His face was the same, though.

A small amount of facial hair, a smirk that could be friendly, could not. You could never tell.

A smirk Gerard had kissed, and never would again.

Gerard pushed away Bert's hand, which felt much too close to his face. 

"Just ring up the damn cereal."

"You don't need to be aggressive," Bert said, scanning the cereal boxes and coffee pods.

"Mikey still likes Lucky Charms?" he grinned, holding up the box.

"Don't talk about him," Gerard said, reaching for the box.

Bert pulled it out of his reach and put it into a plastic grocery bag. He handed it to Gerard and gave him a grocery-store-cashier smile as Gerard snatched the bag from his outstretched hand, slapping a twenty on the counter.
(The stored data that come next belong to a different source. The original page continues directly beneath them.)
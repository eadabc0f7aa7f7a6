use colored::Colorize;
use log::info;
use std::time::Instant;

use crate::context::{DeployCommand, RunContext};
use crate::engine::AutomationEngine;
use crate::report;
use crate::stages::executor::{self, RunMode};
use crate::stages::{connectivity, prereq, syntax, StageError, StageResult};

/// One discrete step of a command pipeline.
#[derive(Debug, Clone, Copy, PartialEq, Eq)]
pub enum Stage {
    Prerequisites,
    Connectivity,
    PlaybookSyntax,
    Execute(RunMode),
    AccessInfo,
}

impl Stage {
    pub fn name(&self) -> &'static str {
        match self {
            Stage::Prerequisites => "prerequisites",
            Stage::Connectivity => "connectivity",
            Stage::PlaybookSyntax => "playbook syntax",
            Stage::Execute(mode) => mode.label(),
            Stage::AccessInfo => "access info",
        }
    }
}

/// The fixed pipeline for each command. Stage order is part of the
/// contract: every stage must succeed before the next one runs.
pub fn pipeline(command: DeployCommand) -> &'static [Stage] {
    match command {
        DeployCommand::Check => &[Stage::Prerequisites, Stage::Connectivity],
        DeployCommand::Validate => &[Stage::Prerequisites, Stage::PlaybookSyntax],
        DeployCommand::Deploy => &[
            Stage::Prerequisites,
            Stage::Connectivity,
            Stage::PlaybookSyntax,
            Stage::Execute(RunMode::Apply),
            Stage::AccessInfo,
        ],
        DeployCommand::DryRun => &[
            Stage::Prerequisites,
            Stage::Connectivity,
            Stage::PlaybookSyntax,
            Stage::Execute(RunMode::Simulate),
        ],
        DeployCommand::Update => &[
            Stage::Prerequisites,
            Stage::Connectivity,
            Stage::PlaybookSyntax,
            Stage::Execute(RunMode::PartialUpdate),
        ],
        DeployCommand::Info => &[Stage::AccessInfo],
    }
}

/// Run the selected command's pipeline in order, halting on the first
/// failing stage. The failure is returned to the caller, which hands it to
/// the failure handler.
pub fn run_command(ctx: &RunContext, engine: &dyn AutomationEngine) -> Result<(), StageError> {
    let start = Instant::now();
    let stages = pipeline(ctx.command);
    info!(
        "Running command '{}' ({} stages)",
        ctx.command.name(),
        stages.len()
    );

    for (index, stage) in stages.iter().enumerate() {
        info!("Stage {}/{}: {}", index + 1, stages.len(), stage.name());
        match run_stage(*stage, ctx, engine) {
            StageResult::Success => {}
            StageResult::Skipped => info!("Stage {} skipped", stage.name()),
            StageResult::Failure(err) => return Err(err),
        }
    }

    println!(
        "\n{}: {} ({} stages, {:.2?})",
        "SUCCESS".green().bold(),
        ctx.command.name(),
        stages.len(),
        start.elapsed()
    );
    Ok(())
}

fn run_stage(stage: Stage, ctx: &RunContext, engine: &dyn AutomationEngine) -> StageResult {
    match stage {
        Stage::Prerequisites => prereq::check(ctx, engine),
        Stage::Connectivity => connectivity::probe(ctx, engine),
        Stage::PlaybookSyntax => syntax::validate(ctx, engine),
        Stage::Execute(mode) => executor::execute(mode, ctx, engine),
        Stage::AccessInfo => {
            print!("{}", report::report(ctx, engine));
            StageResult::Success
        }
    }
}
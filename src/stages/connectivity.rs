use log::{error, info};

use crate::context::RunContext;
use crate::engine::AutomationEngine;
use crate::stages::{StageError, StageResult};

/// Reachability check against every inventory host. All-or-nothing: a
/// single unreachable host fails the stage, because deploying the stack to
/// a partial fleet would leave control-plane and exporter nodes with an
/// inconsistent cluster view.
pub fn probe(ctx: &RunContext, engine: &dyn AutomationEngine) -> StageResult {
    info!(
        "Probing connectivity to all hosts in {}",
        ctx.inventory.display()
    );

    match engine.ping_all(&ctx.inventory) {
        Ok(0) => {
            info!("All hosts are reachable");
            StageResult::Success
        }
        Ok(code) => {
            error!(
                "One or more hosts failed the reachability check (exit code {})",
                code
            );
            StageResult::Failure(StageError::HostUnreachable { code })
        }
        Err(e) => {
            error!("Failed to run reachability check: {:#}", e);
            StageResult::Failure(StageError::HostUnreachable { code: 1 })
        }
    }
}
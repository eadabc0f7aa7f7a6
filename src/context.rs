use std::path::PathBuf;

pub const DEFAULT_INVENTORY: &str = "inventory.ini";
pub const DEFAULT_PLAYBOOK: &str = "site.yml";
pub const CLEANUP_PLAYBOOK: &str = "cleanup.yml";

/// The operation selected on the command line.
#[derive(Debug, Clone, Copy, PartialEq, Eq)]
pub enum DeployCommand {
    Check,
    Validate,
    Deploy,
    DryRun,
    Update,
    Info,
}

impl DeployCommand {
    pub fn parse(name: &str) -> Option<Self> {
        match name {
            "check" => Some(DeployCommand::Check),
            "validate" => Some(DeployCommand::Validate),
            "deploy" => Some(DeployCommand::Deploy),
            "dry-run" => Some(DeployCommand::DryRun),
            "update" => Some(DeployCommand::Update),
            "info" => Some(DeployCommand::Info),
            _ => None,
        }
    }

    pub fn name(&self) -> &'static str {
        match self {
            DeployCommand::Check => "check",
            DeployCommand::Validate => "validate",
            DeployCommand::Deploy => "deploy",
            DeployCommand::DryRun => "dry-run",
            DeployCommand::Update => "update",
            DeployCommand::Info => "info",
        }
    }
}

/// Per-invocation state threaded through every pipeline stage.
///
/// Created once by `main`, owned by the dispatcher, destroyed at process
/// exit. The exit status is monotonic: the first recorded code wins and
/// later recordings are ignored, so the process always reports the root
/// cause of a failed run.
#[derive(Debug)]
pub struct RunContext {
    pub command: DeployCommand,
    pub verbose: bool,
    pub inventory: PathBuf,
    pub playbook: PathBuf,
    pub cleanup_playbook: PathBuf,
    pub log_path: PathBuf,
    exit_status: Option<i32>,
}

impl RunContext {
    pub fn new(
        command: DeployCommand,
        verbose: bool,
        inventory: PathBuf,
        playbook: PathBuf,
        log_path: PathBuf,
    ) -> Self {
        RunContext {
            command,
            verbose,
            inventory,
            playbook,
            cleanup_playbook: PathBuf::from(CLEANUP_PLAYBOOK),
            log_path,
            exit_status: None,
        }
    }

    /// Record the terminal exit status. Only the first call has any effect.
    pub fn record_exit(&mut self, code: i32) {
        if self.exit_status.is_none() {
            self.exit_status = Some(code);
        }
    }

    /// The status the process reports to its caller (0 if nothing failed).
    pub fn exit_status(&self) -> i32 {
        self.exit_status.unwrap_or(0)
    }
}
pub mod connectivity;
pub mod executor;
pub mod prereq;
pub mod syntax;

use std::path::PathBuf;
use thiserror::Error;

/// Why a pipeline stage failed. Every variant carries enough context to
/// name the offending tool, file or engine run in the log.
#[derive(Debug, Error)]
pub enum StageError {
    #[error("required tools not found on PATH: {}", .0.join(", "))]
    MissingTool(Vec<String>),

    #[error("required file not found: {}", .0.display())]
    MissingFile(PathBuf),

    #[error("inventory {inventory} failed to parse (exit code {code}): {detail}")]
    InvalidInventorySyntax {
        inventory: String,
        code: i32,
        detail: String,
    },

    #[error("one or more hosts are unreachable (exit code {code})")]
    HostUnreachable { code: i32 },

    #[error("playbook {playbook} failed syntax check (exit code {code})")]
    InvalidPlaybookSyntax { playbook: String, code: i32 },

    #[error("{mode} run failed (exit code {code})")]
    ExecutionFailure { mode: &'static str, code: i32 },

    #[error("cleanup playbook failed (exit code {code})")]
    CleanupFailure { code: i32 },
}

impl StageError {
    /// The status the process should exit with for this failure: the
    /// engine's own exit code where one exists, 1 otherwise.
    pub fn exit_code(&self) -> i32 {
        let code = match self {
            StageError::MissingTool(_) | StageError::MissingFile(_) => 1,
            StageError::InvalidInventorySyntax { code, .. }
            | StageError::HostUnreachable { code }
            | StageError::InvalidPlaybookSyntax { code, .. }
            | StageError::ExecutionFailure { code, .. }
            | StageError::CleanupFailure { code } => *code,
        };
        if code == 0 {
            1
        } else {
            code
        }
    }
}

/// Outcome of one pipeline stage. Once a stage yields `Failure`, no later
/// mutating stage in the same pipeline may run; only the failure handler
/// does.
#[derive(Debug)]
pub enum StageResult {
    Success,
    Failure(StageError),
    Skipped,
}

impl StageResult {
    pub fn into_result(self) -> Result<(), StageError> {
        match self {
            StageResult::Success | StageResult::Skipped => Ok(()),
            StageResult::Failure(err) => Err(err),
        }
    }
}
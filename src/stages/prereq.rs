use log::{debug, error, info, warn};

use crate::context::RunContext;
use crate::engine::AutomationEngine;
use crate::stages::{StageError, StageResult};

/// Tools that must be resolvable on the controller before any stage runs.
const REQUIRED_TOOLS: &[&str] = &["ansible", "ansible-playbook", "ansible-inventory"];

/// Soft dependency: assumed present on the managed hosts, not here.
const CONTAINER_RUNTIME: &str = "docker";

/// Pre-flight verification: required tools, required input files, and a
/// parseable inventory. Collects every missing tool before failing so the
/// operator fixes them in one pass.
pub fn check(ctx: &RunContext, engine: &dyn AutomationEngine) -> StageResult {
    info!("Checking prerequisites");

    let mut missing = Vec::new();
    for tool in REQUIRED_TOOLS {
        match engine.resolve_tool(tool) {
            Some(path) => debug!("Found {} at {}", tool, path.display()),
            None => missing.push(tool.to_string()),
        }
    }

    if engine.resolve_tool(CONTAINER_RUNTIME).is_none() {
        warn!(
            "{} not found on the controller; assuming it is installed on the managed hosts",
            CONTAINER_RUNTIME
        );
    }

    if !missing.is_empty() {
        error!("Missing required tools: {}", missing.join(", "));
        return StageResult::Failure(StageError::MissingTool(missing));
    }

    for file in [&ctx.inventory, &ctx.playbook] {
        if !file.exists() {
            error!("Required file not found: {}", file.display());
            return StageResult::Failure(StageError::MissingFile(file.clone()));
        }
        debug!("Found required file {}", file.display());
    }

    // The inventory must parse under the engine's own listing command.
    match engine.list_inventory(&ctx.inventory) {
        Ok((0, _, _)) => {
            info!("Inventory {} parsed successfully", ctx.inventory.display());
            StageResult::Success
        }
        Ok((code, _, stderr)) => {
            error!(
                "Inventory {} failed to parse (exit code {}): {}",
                ctx.inventory.display(),
                code,
                stderr.trim()
            );
            StageResult::Failure(StageError::InvalidInventorySyntax {
                inventory: ctx.inventory.display().to_string(),
                code,
                detail: stderr.trim().to_string(),
            })
        }
        Err(e) => {
            error!("Failed to run inventory listing: {:#}", e);
            StageResult::Failure(StageError::InvalidInventorySyntax {
                inventory: ctx.inventory.display().to_string(),
                code: 1,
                detail: e.to_string(),
            })
        }
    }
}
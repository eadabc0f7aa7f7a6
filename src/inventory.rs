use anyhow::{Context, Result};
use serde::Deserialize;
use serde_json::Value;
use std::collections::BTreeSet;

/// Read-only view of the fleet topology as reported by the automation
/// engine's inventory listing. The orchestrator only queries it; host and
/// group definitions live entirely in the inventory file.
pub struct InventorySnapshot {
    topology: Value,
}

impl InventorySnapshot {
    pub fn from_json(raw: &str) -> Result<Self> {
        let topology: Value =
            serde_json::from_str(raw).context("Failed to parse inventory listing as JSON")?;
        Ok(InventorySnapshot { topology })
    }

    /// All hosts belonging to a group, including hosts of child groups.
    /// Unknown groups yield an empty list.
    pub fn group_hosts(&self, group: &str) -> Vec<String> {
        let mut seen_groups = BTreeSet::new();
        let mut hosts = BTreeSet::new();
        self.collect_group(group, &mut seen_groups, &mut hosts);
        hosts.into_iter().collect()
    }

    fn collect_group(
        &self,
        group: &str,
        seen: &mut BTreeSet<String>,
        hosts: &mut BTreeSet<String>,
    ) {
        if !seen.insert(group.to_string()) {
            return;
        }
        let node = match self.topology.get(group) {
            Some(node) => node,
            None => return,
        };
        if let Some(list) = node.get("hosts").and_then(Value::as_array) {
            for host in list.iter().filter_map(Value::as_str) {
                hosts.insert(host.to_string());
            }
        }
        if let Some(children) = node.get("children").and_then(Value::as_array) {
            for child in children.iter().filter_map(Value::as_str) {
                self.collect_group(child, seen, hosts);
            }
        }
    }
}

/// Variables the engine reports for a single host. Only the fields the
/// orchestrator cares about are kept; everything else is ignored.
#[derive(Debug, Clone, Deserialize)]
pub struct HostVars {
    pub ansible_host: Option<String>,
}

/// One resolved inventory host: logical name plus network address when the
/// lookup produced one.
#[derive(Debug, Clone, PartialEq, Eq)]
pub struct HostRecord {
    pub name: String,
    pub address: Option<String>,
}

impl HostRecord {
    pub fn named(name: &str) -> Self {
        HostRecord {
            name: name.to_string(),
            address: None,
        }
    }

    /// The address to render in endpoint URLs, falling back to the
    /// logical name when no address is known.
    pub fn endpoint_host(&self) -> &str {
        self.address.as_deref().unwrap_or(&self.name)
    }
}
pub mod runner;

use anyhow::Result;
use std::path::{Path, PathBuf};

#[cfg(test)]
use mockall::automock;

pub use runner::AnsibleRunner;

/// Narrow surface over the external automation engine: run a command,
/// stream or capture its output, report its exit status. Keeping the
/// orchestration logic behind this seam lets the pipelines run against a
/// fake engine in tests.
#[cfg_attr(test, automock)]
pub trait AutomationEngine {
    /// Resolve an executable on the search path.
    fn resolve_tool(&self, name: &str) -> Option<PathBuf>;

    /// Parse the inventory and return the engine's full topology dump as
    /// `(exit code, stdout, stderr)`.
    fn list_inventory(&self, inventory: &Path) -> Result<(i32, String, String)>;

    /// Look up a single host's variables as `(exit code, stdout)`. A
    /// nonzero exit means the host is unknown to the inventory.
    fn host_vars(&self, inventory: &Path, host: &str) -> Result<(i32, String)>;

    /// Reachability check against every host in the inventory, output
    /// streamed into the log.
    fn ping_all(&self, inventory: &Path) -> Result<i32>;

    /// Syntax-only parse of the playbook; never mutates remote state.
    fn syntax_check(&self, playbook: &Path, inventory: &Path) -> Result<i32>;

    /// Run the playbook with the given extra flags, output streamed into
    /// the log.
    fn run_playbook(&self, playbook: &Path, inventory: &Path, extra_args: &[String])
        -> Result<i32>;
}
"Keep the change," he grumbled.

"Have a nice day!!" Bert called after him, adhering to his grocery-store-cashier etiquette. Gerard swung around the door, pushing past the girls selling cookies, scowling. He trudged to his car, sat down, and  turned on the radio, cranking up the volume, letting the song that was on blast loud enough that every car in the parking lot could probably hear it. He let his head fall against the steering wheel, groaning in frustration under the music pounding through the speakers.

I left my baby and it feels so bad

Guess my race is run

I fought the law and the law won

I fought the law and the...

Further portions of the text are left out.